Plants usually annual, rarely longer-lived; often glaucous; densely tufted, tuft bases narrow, sterile shoots few, not stoloniferous, not rhizomatous. Basal branching both intra- and extravaginal. Culms 20-60(70) cm, erect or geniculate at the base; nodes terete, usually 1-3 exserted. Sheaths closed for 1/2-1/4 their length, usually compressed and keeled, usually smooth, infrequently scabrous; ligules 2.5-7 mm, smooth or scabrous, usually decurrent, obtuse to acute; blades 1.5-5 mm wide, usually flat, rarely folded, lax, soft, smooth or sparsely scabrous, margins scabrous, apices broadly prow-shaped, cauline blades 3-15 cm, flag leaf blades 1-4 cm. Panicles (5)10-15(25) cm long, 1/4-1/2 the plant height, usually erect, infrequently slightly nodding, usually eventually open, sometimes interrupted, sparse, with 1-3(5) branches per node; branches initially erect and straight, usually some eventually spreading or reflexed, smooth or sparsely to moderately scabrous. Spikelets (3)4-7 mm, laterally compressed; florets 2-3(4); rachilla internodes usually 1-1.2+ mm, smooth or sparsely scabrous, glabrous. Glumes unequal, distinctly shorter than the adjacent lemmas, distinctly keeled, keels smooth or sparsely scabrous; lower glumes 1-3-veined, 1/2 - 2/3 the length of the upper glume, 1/2 - 2/3 the length of the lowest lemmas; upper glumes shorter than or subequal to the lowest lemmas; calluses of some or all florets sparsely webbed; lemmas 2.5-4 mm, lanceolate to narrowly lanceolate, distinctly keeled, smooth or scabrous throughout, glabrous, lateral veins obscure to moderately prominent, apices narrowly acute, usually anthocyanic near the tip; palea keels sparsely scabrous; anthers 3, 0.5-1(1.8) mm. 2n = 28.

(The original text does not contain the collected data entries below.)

impl Velocity {
    /// Velocity with no displacement on either axis.
    pub const ZERO: Self = Self::new(0.0, 0.0);

    /// Creates a new velocity from per-tick axis displacements.
    #[must_use]
    pub const fn new(dx: f64, dy: f64) -> Self {
        Self { dx, dy }
    }

    /// Horizontal displacement applied per tick.
    #[must_use]
    pub const fn dx(&self) -> f64 {
        self.dx
    }

    /// Vertical displacement applied per tick.
    #[must_use]
    pub const fn dy(&self) -> f64 {
        self.dy
    }
}

/// Behavior state a bee occupies, carrying only the fields that state needs.
#[derive(Clone, Copy, Debug, PartialEq)]
pub enum BeeActivity {
    /// Flying toward the current target.
    Seeking,
    /// Hovering stationary at a flower; position never changes here.
    Pollinating {
        /// Seconds remaining before the bee leaves the flower.
        remaining: f64,
    },
    /// Flew away from a flower and may still emit pollen bursts.
    TrailEmitting {
        /// Seconds remaining in the post-flower emission window.
        remaining: f64,
    },
}

/// Immutable representation of a single bee's state used for queries.
#[derive(Clone, Copy, Debug, PartialEq)]
pub struct BeeSnapshot {
    /// Unique identifier assigned to the bee.
    pub id: BeeId,
    /// Normalized canvas position the bee occupies.
    pub position: Position,
    /// Per-tick displacement the bee currently carries.
    pub velocity: Velocity,
    /// Fixed visual size in presentation units.
    pub size: f64,
    /// Target position the bee is flying toward.
    pub target: Position,
    /// Behavior state the bee occupies this tick.
    pub activity: BeeActivity,
}

/// Immutable representation of an original flower used for queries.
#[derive(Clone, Copy, Debug, PartialEq)]
pub struct FlowerSnapshot {
    /// Unique identifier assigned to the flower.
    pub id: FlowerId,
    /// Fixed normalized canvas position.
    pub position: Position,
    /// Fixed visual size in presentation units.
    pub size: f64,
}

/// Immutable representation of an ambient pollen particle.
#[derive(Clone, Copy, Debug, PartialEq)]
pub struct PollenSnapshot {
    /// Unique identifier assigned to the particle.
    pub id: PollenId,
    /// Normalized canvas position the particle occupies.
    pub position: Position,
    /// Fixed drift velocity the particle carries.
    pub velocity: Velocity,
    /// Fixed rendering opacity in the range 0.0..=1.0.
    pub opacity: f64,
    /// Fixed visual size in presentation units.
    pub size: f64,
}

/// Immutable representation of a bee-emitted pollen burst particle.
#[derive(Clone, Copy, Debug, PartialEq)]
pub struct BurstSnapshot {
    /// Unique identifier assigned to the particle.
    pub id: BurstId,
    /// Normalized canvas position the particle occupies.
    pub position: Position,
    /// Seconds of lifetime the particle has left.
    pub life: f64,
    /// Fixed visual size in presentation units.
    pub size: f64,
    /// Fixed rendering opacity in the range 0.0..=1.0.
    pub opacity: f64,
}

/// Immutable representation of a drifting pesticide cloud.
#[derive(Clone, Copy, Debug, PartialEq)]
pub struct CloudSnapshot {
    /// Unique identifier assigned to the cloud.
    pub id: CloudId,
    /// Normalized canvas position of the cloud center.
    pub position: Position,
    /// Fixed visual width in presentation units.
    pub width: f64,
    /// Fixed visual height in presentation units.
    pub height: f64,
}

/// Immutable representation of a user-planted flower.
#[derive(Clone, Copy, Debug, PartialEq)]
pub struct PlantedFlowerSnapshot {
    /// Unique identifier assigned to the planted flower.
    pub id: PlantedFlowerId,
    /// Fixed normalized canvas position from the user's tap.
    pub position: Position,
    /// Fixed visual size in presentation units.
    pub size: f64,
}

/// Immutable representation of a habitat block.
#[derive(Clone, Copy, Debug, PartialEq)]
pub struct HabitatBlockSnapshot {
    /// Unique identifier assigned to the block.
    pub id: BlockId,
    /// Fixed normalized canvas position the block was seeded at.
    pub position: Position,
    /// Indicates whether the user dragged the block into the habitat zone.
    pub placed: bool,
}

/// Progress through the Recovery phase's challenge sequence.
#[derive(Clone, Copy, Debug, Default, PartialEq, Eq)]
pub struct ChallengeView {
    /// Challenge ordinal in 0..=4, where 4 is the terminal synthesis step.
    pub current_index: usize,
    /// Number of hypothesis challenges committed so far.
    pub committed: usize,
    /// Number of committed challenges answered favorably.
    pub favorable: usize,
}

/// Read-only copy of the four ecosystem metrics, each in [0,1].
#[derive(Clone, Copy, Debug, PartialEq)]
pub struct MetricsSnapshot {
    /// Relative size of the bee population.
    pub bee_population: f64,
    /// Relative health of the flower population.
    pub flower_health: f64,
    /// Relative variety of species in the meadow.
    pub biodiversity: f64,
    /// Relative pesticide contamination.
    pub pesticide_level: f64,
}

/// Complete read-only snapshot published to external collaborators each tick.
#[derive(Clone, Debug, PartialEq)]
pub struct WorldSnapshot {
    /// Ecosystem metrics after the most recent tick.
    pub metrics: MetricsSnapshot,
    /// Phase the simulation currently runs under.
    pub phase: Phase,
    /// Simulated seconds elapsed since the phase was entered.
    pub phase_elapsed: f64,
    /// Latched completion flag for the active phase.
    pub phase_completed: bool,
    /// Latched Recovery flag set once the bee population recovers.
    pub balance_restored: bool,
    /// Bees in deterministic id order.
    pub bees: Vec<BeeSnapshot>,
    /// Original flowers in deterministic id order.
    pub flowers: Vec<FlowerSnapshot>,
    /// Ambient pollen particles in deterministic id order.
    pub pollen: Vec<PollenSnapshot>,
    /// Live bee-emitted burst particles in deterministic id order.
    pub bursts: Vec<BurstSnapshot>,
    /// Remaining pesticide clouds in deterministic id order.
    pub clouds: Vec<CloudSnapshot>,
    /// User-planted flowers in deterministic id order.
    pub planted_flowers: Vec<PlantedFlowerSnapshot>,
    /// Habitat blocks in deterministic id order.
    pub habitat_blocks: Vec<HabitatBlockSnapshot>,
    /// Number of habitat blocks currently placed.
    pub placed_habitat_count: usize,
    /// Progress through the Recovery challenge sequence.
    pub challenges: ChallengeView,
    /// Indicates whether ticks are currently suspended.
    pub paused: bool,
    /// Speed multiplier the scheduler should honor.
    pub speed: TimeSpeed,
    /// Display-only hint flag toggled by the user.
    pub hint_visible: bool,
}
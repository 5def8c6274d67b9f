use std::process::Command;

#[test]
fn cli_compiles_without_warnings() {
    let status = Command::new(env!("CARGO"))
        .current_dir(env!("CARGO_MANIFEST_DIR"))
        .args(["check", "--quiet", "--bin", "bee-meadow"])
        .status()
        .expect("failed to invoke cargo check for bee-meadow CLI binary");

    assert!(status.success(), "cargo check --bin bee-meadow should succeed");
}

Wash., B.C., Utah, Calif., Idaho, Oreg., Nev.
Poa bolanderi grows mainly in pine to fir forest openings of mountain slopes in the western United States, from Washington to California and Utah. It differs from P. howellii (see below) in having smooth to scabrous, rather than puberulent, lemmas; it also grows at higher elevations, mostly at 1500-3000 m.